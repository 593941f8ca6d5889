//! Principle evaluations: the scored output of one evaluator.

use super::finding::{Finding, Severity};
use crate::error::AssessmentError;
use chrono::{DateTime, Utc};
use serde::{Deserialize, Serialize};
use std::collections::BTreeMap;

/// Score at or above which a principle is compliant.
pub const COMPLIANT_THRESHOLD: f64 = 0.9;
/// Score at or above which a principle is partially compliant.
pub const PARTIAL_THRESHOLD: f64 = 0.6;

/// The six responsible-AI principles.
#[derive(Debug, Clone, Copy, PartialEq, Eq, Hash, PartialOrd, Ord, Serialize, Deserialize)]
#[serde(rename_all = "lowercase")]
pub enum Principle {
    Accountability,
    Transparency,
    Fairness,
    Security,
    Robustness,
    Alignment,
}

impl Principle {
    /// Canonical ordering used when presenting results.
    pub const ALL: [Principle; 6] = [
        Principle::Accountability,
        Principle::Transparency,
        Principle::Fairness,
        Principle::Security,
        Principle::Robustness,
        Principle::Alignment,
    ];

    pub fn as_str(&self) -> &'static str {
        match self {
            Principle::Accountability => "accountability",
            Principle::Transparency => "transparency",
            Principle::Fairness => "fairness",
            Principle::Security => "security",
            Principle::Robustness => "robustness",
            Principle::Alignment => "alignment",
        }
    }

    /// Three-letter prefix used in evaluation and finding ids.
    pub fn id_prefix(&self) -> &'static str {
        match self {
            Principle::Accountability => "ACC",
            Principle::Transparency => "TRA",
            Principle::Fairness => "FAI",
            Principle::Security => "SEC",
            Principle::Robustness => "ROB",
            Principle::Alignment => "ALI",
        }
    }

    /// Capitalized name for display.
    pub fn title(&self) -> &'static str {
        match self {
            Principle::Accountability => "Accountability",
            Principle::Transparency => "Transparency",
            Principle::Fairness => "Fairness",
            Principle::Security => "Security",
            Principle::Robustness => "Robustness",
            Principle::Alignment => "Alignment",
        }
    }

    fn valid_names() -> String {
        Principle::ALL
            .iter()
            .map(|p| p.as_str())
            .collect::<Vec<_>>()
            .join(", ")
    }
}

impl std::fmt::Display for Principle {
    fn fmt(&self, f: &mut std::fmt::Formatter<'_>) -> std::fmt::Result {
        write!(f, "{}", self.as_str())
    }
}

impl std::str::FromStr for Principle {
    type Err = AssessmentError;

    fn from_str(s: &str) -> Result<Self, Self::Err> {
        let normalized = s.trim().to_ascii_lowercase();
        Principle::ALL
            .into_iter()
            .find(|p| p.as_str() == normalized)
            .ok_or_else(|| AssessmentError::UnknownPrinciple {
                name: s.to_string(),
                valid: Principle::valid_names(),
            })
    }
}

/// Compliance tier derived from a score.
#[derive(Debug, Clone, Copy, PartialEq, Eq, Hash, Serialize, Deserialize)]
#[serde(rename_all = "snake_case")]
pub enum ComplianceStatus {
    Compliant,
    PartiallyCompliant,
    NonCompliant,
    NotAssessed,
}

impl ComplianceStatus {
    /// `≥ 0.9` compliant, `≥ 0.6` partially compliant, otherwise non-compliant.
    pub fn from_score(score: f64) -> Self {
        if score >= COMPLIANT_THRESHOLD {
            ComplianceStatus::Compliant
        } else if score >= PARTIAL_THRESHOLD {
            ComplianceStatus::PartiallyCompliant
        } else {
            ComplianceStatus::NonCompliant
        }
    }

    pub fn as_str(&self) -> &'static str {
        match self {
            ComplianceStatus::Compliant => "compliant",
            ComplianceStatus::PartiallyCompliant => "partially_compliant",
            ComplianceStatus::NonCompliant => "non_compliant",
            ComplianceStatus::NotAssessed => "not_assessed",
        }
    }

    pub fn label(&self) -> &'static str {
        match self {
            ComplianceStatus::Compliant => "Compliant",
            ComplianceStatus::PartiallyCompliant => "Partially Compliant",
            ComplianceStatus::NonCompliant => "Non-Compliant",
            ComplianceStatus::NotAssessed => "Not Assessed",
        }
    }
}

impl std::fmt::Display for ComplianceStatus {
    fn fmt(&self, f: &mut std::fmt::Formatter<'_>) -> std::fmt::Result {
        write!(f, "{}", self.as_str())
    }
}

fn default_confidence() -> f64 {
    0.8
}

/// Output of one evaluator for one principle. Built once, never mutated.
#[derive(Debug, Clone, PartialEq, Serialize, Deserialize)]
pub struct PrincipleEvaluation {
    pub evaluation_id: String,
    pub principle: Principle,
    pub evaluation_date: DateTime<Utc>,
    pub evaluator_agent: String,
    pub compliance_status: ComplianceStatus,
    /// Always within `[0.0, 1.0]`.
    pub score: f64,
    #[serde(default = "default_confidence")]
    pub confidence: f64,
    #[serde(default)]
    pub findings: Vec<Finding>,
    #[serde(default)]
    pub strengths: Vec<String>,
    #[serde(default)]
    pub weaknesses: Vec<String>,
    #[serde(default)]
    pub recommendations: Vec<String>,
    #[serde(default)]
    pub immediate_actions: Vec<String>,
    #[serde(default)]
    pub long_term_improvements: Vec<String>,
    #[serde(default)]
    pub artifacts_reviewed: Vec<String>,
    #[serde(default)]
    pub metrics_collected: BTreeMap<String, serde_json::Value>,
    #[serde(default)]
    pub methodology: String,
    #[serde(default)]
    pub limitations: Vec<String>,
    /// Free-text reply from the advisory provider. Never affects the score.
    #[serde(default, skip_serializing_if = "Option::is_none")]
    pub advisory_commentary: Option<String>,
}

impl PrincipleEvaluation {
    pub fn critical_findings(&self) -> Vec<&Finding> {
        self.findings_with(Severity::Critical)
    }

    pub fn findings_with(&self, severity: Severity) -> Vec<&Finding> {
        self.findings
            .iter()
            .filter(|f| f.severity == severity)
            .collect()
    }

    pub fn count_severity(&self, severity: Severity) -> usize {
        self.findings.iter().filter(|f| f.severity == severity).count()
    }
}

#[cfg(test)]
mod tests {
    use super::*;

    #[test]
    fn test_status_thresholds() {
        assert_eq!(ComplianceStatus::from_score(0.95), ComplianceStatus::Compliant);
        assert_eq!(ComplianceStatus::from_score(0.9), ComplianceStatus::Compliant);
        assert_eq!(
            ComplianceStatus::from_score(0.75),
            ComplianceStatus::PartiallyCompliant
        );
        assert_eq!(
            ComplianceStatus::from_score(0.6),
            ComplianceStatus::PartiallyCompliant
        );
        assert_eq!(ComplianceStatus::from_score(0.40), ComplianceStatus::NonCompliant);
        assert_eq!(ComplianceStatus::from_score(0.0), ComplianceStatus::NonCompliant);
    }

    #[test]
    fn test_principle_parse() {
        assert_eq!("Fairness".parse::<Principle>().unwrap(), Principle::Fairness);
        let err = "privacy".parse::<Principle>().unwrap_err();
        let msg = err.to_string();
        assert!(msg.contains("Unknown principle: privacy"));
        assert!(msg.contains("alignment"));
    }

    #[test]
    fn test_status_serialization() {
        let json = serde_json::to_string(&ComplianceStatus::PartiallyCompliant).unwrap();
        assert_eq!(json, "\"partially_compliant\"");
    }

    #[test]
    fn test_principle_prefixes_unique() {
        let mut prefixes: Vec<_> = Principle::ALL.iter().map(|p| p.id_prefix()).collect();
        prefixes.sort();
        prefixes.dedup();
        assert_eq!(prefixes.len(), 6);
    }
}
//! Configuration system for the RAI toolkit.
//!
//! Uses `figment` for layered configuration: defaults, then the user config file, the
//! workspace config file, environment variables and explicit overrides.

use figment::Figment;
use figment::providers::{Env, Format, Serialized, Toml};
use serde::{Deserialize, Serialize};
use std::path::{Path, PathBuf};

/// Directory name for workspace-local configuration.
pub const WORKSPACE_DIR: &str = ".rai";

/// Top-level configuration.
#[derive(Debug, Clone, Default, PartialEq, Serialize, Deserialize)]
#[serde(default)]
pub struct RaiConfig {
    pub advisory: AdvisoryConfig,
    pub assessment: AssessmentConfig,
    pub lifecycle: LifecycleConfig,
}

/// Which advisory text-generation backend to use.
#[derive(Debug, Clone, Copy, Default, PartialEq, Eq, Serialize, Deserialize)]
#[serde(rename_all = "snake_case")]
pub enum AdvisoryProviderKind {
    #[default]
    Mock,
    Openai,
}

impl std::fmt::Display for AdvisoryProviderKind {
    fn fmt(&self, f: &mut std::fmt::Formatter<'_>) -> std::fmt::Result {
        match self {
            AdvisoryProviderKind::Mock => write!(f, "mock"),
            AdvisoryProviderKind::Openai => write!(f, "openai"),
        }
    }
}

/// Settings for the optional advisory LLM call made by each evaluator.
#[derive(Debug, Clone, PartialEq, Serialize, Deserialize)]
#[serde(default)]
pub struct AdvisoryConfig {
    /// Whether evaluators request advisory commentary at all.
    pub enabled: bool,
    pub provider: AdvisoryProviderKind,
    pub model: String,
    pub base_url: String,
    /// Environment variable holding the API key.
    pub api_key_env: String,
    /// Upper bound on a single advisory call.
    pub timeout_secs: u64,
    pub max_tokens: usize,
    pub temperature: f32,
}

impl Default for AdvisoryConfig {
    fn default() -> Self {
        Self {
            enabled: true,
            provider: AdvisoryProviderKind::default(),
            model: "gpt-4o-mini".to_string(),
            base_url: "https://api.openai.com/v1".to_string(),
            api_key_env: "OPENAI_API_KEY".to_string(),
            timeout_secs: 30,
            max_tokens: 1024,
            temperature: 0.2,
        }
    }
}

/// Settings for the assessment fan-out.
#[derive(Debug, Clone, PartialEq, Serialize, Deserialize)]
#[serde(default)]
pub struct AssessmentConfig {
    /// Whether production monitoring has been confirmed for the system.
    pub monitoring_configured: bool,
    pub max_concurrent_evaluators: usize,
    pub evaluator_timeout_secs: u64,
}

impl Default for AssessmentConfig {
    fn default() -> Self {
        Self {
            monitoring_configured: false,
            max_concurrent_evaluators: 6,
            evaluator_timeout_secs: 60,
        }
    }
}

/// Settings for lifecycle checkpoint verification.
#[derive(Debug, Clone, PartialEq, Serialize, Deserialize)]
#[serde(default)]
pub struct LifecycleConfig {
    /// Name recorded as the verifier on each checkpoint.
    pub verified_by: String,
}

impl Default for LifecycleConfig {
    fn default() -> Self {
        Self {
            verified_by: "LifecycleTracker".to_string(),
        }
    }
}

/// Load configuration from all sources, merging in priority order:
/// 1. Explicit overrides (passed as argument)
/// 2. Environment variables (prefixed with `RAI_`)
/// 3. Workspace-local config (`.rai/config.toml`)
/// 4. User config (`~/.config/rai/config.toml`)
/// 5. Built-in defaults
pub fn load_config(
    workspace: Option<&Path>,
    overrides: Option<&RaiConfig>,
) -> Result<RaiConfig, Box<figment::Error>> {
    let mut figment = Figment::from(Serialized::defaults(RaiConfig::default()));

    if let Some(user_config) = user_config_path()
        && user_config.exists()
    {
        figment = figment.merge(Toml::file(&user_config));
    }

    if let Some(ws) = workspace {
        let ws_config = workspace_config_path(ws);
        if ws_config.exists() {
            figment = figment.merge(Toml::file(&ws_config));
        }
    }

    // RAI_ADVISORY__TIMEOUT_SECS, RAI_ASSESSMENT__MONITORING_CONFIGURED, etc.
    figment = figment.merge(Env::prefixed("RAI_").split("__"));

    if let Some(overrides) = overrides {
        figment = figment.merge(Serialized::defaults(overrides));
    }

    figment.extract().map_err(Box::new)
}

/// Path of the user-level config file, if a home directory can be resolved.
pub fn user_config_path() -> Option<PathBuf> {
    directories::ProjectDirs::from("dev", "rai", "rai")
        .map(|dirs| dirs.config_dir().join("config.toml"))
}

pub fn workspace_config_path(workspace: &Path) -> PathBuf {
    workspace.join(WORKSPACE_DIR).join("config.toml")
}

EXERCISE
Which lines of the records contain the word "Accountability"? Copy each of them.

EXERCISE ANSWER
    Accountability,
        Principle::Accountability,
            Principle::Accountability => "accountability",
            Principle::Accountability => "ACC",
            Principle::Accountability => "Accountability",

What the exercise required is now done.